Action

Translocate (capture & release) wild primates from development sites to natural habitat elsewhere

How is the evidence assessed?
  • Effectiveness
    60%
  • Certainty
    30%
  • Harms
    10%

Study locations

Key messages

  • One study in Malaysia found that the majority of orangutans survived following translocation from a development site to natural habitat, alongside other interventions.
  • Three before-and-after studies in Tanzania, French Guiana, and Madagascar found that a majority of primates survived for 5-30 months following translocation from a development site to natural habitat, alongside other interventions. One study in French Guiana found that a minority of primates survived for at least 18 months.
  • One before-and-after study in India found that rhesus monkeys remained at the sites where they were released following translocation from a development site to natural habitat, alongside other interventions.

About key messages

Key messages provide a descriptive index to studies we have found that test this intervention.

Studies are not directly comparable or of equal value. When making decisions based on this evidence, you should consider factors such as study size, study design, reported metrics and relevance of the study to your situation, rather than simply counting the number of studies that support a particular interpretation.

Supporting evidence from individual studies

  1. A study in June-September 1993 in fragmented tropical forest in Sabah state, Malaysia found that 78 of 80 (98%) orangutans Pongo pygmaeus morio that were translocated from a development site to natural habitat elsewhere along with other interventions, survived capture and subsequent release at Tabin Wildlife Reserve. Four individuals escaped from their temporary holdings before they could be transported to the release site. Of these, three individuals suffered minor injuries and one individual sustained major injury during capture. Individuals were either immobilized in trees or captured manually on the ground with nets. Individuals underwent veterinary screens and sick animals were treated before they were released individually into habitat already occupied by resident orangutans. To avoid stress-related injuries, females were kept in separate (but adjacent) cages from their offspring and adequate space was maintained between occupied cages during temporary holdings and transportation. The study does not distinguish between the effects of the different interventions mentioned above.

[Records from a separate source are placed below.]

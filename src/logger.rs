use std::fs::{File, OpenOptions};
use std::io::Write;
use std::path::Path;
use std::sync::Mutex;

lazy_static::lazy_static! {
    static ref LOGGER: Mutex<Option<File>> = Mutex::new(None);
}

/// Opens the log file once; later calls keep the first file.
pub fn init(path: &Path) {
    let Ok(mut logger) = LOGGER.lock() else {
        return;
    };
    if logger.is_none()
        && let Ok(file) = OpenOptions::new().create(true).append(true).open(path)
    {
        *logger = Some(file);
    }
}

pub fn log(message: &str) {
    let Ok(mut logger) = LOGGER.lock() else {
        return;
    };
    if let Some(file) = logger.as_mut() {
        let timestamp = chrono::Local::now().format("%Y-%m-%d %H:%M:%S%.3f");
        let _ = writeln!(file, "[{}] {}", timestamp, message);
    }
}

    Study and other actions tested
  2. A before-and-after trial in 1977-1996 in mixed tropical forest in Masingini Forest Reserve on Unguja Island, Tanzania found that groups of Zanzibar red colobus monkeys Procolobus kirkii survived translocation from an unprotected area to protected areas. Twenty-one of 23 translocated monkeys survived the three translocation events in 1977-1978. In 1981, 13 colobus monkeys were translocated into the Zanzibar Forest Reserve. A census in 1994 revealed the presence of 56-64 colobus monkeys, meanings a population increase of 56-78%. However, no statistical tests were carried out to determine whether this increase was significant. Monkeys were caught in nets and by hand while sleeping and were transferred directly to the release site. Surveys were conducted on eight partial days in 1991, 1994, 1995 and 1996. During another translocation of 13 colobus monkeys in 1978 to Kichwele Forest Reserve, two individuals died during the process and no surveys were conducted post-release.

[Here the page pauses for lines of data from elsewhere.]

use crate::completion::CompletionSummary;
use crate::ui::layout::calculate_summary_chunks;
use crate::utils::{help_line, star_row};
use ratatui::{
    layout::Alignment,
    style::{Color, Modifier, Style},
    text::{Line, Span, Text},
    widgets::{Block, Borders, Paragraph, Wrap},
    Frame,
};

pub fn draw_summary(f: &mut Frame, summary: &CompletionSummary) {
    let layout = calculate_summary_chunks(f.area());

    let title = Paragraph::new(format!(
        "{} {}: готово!",
        summary.kind.emoji(),
        summary.kind.title()
    ))
    .style(
        Style::default()
            .fg(Color::Cyan)
            .add_modifier(Modifier::BOLD),
    )
    .alignment(Alignment::Center)
    .block(Block::default().borders(Borders::ALL));
    f.render_widget(title, layout.header_area);

    let mut text = Text::default();
    text.push_line(Line::from(""));
    text.push_line(Line::from("🎉"));
    text.push_line(Line::from(""));
    text.push_line(Line::from(Span::styled(
        summary.message,
        Style::default()
            .fg(Color::Yellow)
            .add_modifier(Modifier::BOLD),
    )));
    text.push_line(Line::from(""));
    text.push_line(Line::from(summary.result_line()));
    text.push_line(Line::from(""));
    text.push_line(Line::from(star_row(summary.stars)));

    let content = Paragraph::new(text)
        .alignment(Alignment::Center)
        .wrap(Wrap { trim: true })
        .block(Block::default().borders(Borders::ALL));
    f.render_widget(content, layout.content_area);

    let help = Paragraph::new(help_line(&[("Enter", "На главную"), ("Ctrl+C", "Закрыть")]))
        .alignment(Alignment::Center)
        .block(Block::default().borders(Borders::ALL));
    f.render_widget(help, layout.footer_area);
}
use crate::completion::{CompletionSummary, MAX_STARS};
use crate::questions::TaskKind;

#[derive(Debug, Clone, Copy, Default, PartialEq, Eq)]
pub struct TaskProgress {
    pub completed: bool,
    pub stars: u8,
}

/// Per-task results for the current run of the app only.
#[derive(Debug, Clone, Default, PartialEq, Eq)]
pub struct LearnerProgress {
    tasks: [TaskProgress; 3],
}

impl LearnerProgress {
    pub fn task(&self, kind: TaskKind) -> TaskProgress {
        self.tasks[kind.index()]
    }

    /// Keeps the best star count seen for the task.
    pub fn record(&mut self, summary: &CompletionSummary) {
        let entry = &mut self.tasks[summary.kind.index()];
        entry.completed = true;
        entry.stars = entry.stars.max(summary.stars.min(MAX_STARS));
    }

    pub fn completed_count(&self) -> usize {
        self.tasks.iter().filter(|t| t.completed).count()
    }

    pub fn total_stars(&self) -> u32 {
        self.tasks.iter().map(|t| u32::from(t.stars)).sum()
    }

    pub fn percent_complete(&self) -> u16 {
        (self.completed_count() * 100 / self.tasks.len()) as u16
    }
}

#[cfg(test)]
mod tests {
    use super::*;

    fn summary(kind: TaskKind, stars: u8) -> CompletionSummary {
        CompletionSummary {
            kind,
            score: 0,
            total: 3,
            stars,
            message: "",
        }
    }

    #[test]
    fn test_fresh_progress_is_empty() {
        let progress = LearnerProgress::default();
        assert_eq!(progress.completed_count(), 0);
        assert_eq!(progress.total_stars(), 0);
        assert_eq!(progress.percent_complete(), 0);
        assert!(!progress.task(TaskKind::SoundCount).completed);
    }

    #[test]
    fn test_record_keeps_best_stars() {
        let mut progress = LearnerProgress::default();
        progress.record(&summary(TaskKind::LetterOrder, 2));
        progress.record(&summary(TaskKind::LetterOrder, 1));
        assert_eq!(progress.task(TaskKind::LetterOrder).stars, 2);

        progress.record(&summary(TaskKind::LetterOrder, 3));
        progress.record(&summary(TaskKind::FindLetter, 3));
        assert_eq!(progress.completed_count(), 2);
        assert_eq!(progress.total_stars(), 6);
        assert_eq!(progress.percent_complete(), 66);
    }
}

    Study and other actions tested
  3. A study in 1994-1995 in a primary forest at Petit Saut dam, French Guiana found that less than half of all red howler monkeys Alouatta seniculus that were translocated to natural habitat elsewhere along with other interventions, survived over 18 months. Of the 16 females that were monitored with radio-tags over 18 months, survival rate was 44-63%. Deaths related to translocation included screwworm fly larvae infestations under radio-collars (N=2) and trauma (N=1).  Three females (19%) gave birth after release, but infants disappeared and probably died. All females studied for longer than three months (50%) settled within the release area. Of the 122 captured and translocated howlers from 28 different troops, ten out of 11 (91%) documented troops broke apart after release. Monkey groups were captured manually or with nets several months after the beginning of the flooding of the hydroelectric dam. All animals underwent veterinary screens before release in groups into habitat already occupied by the species. They were allowed to adapt to local habitat conditions before release. The study does not distinguish between the effects of the different interventions mentioned above.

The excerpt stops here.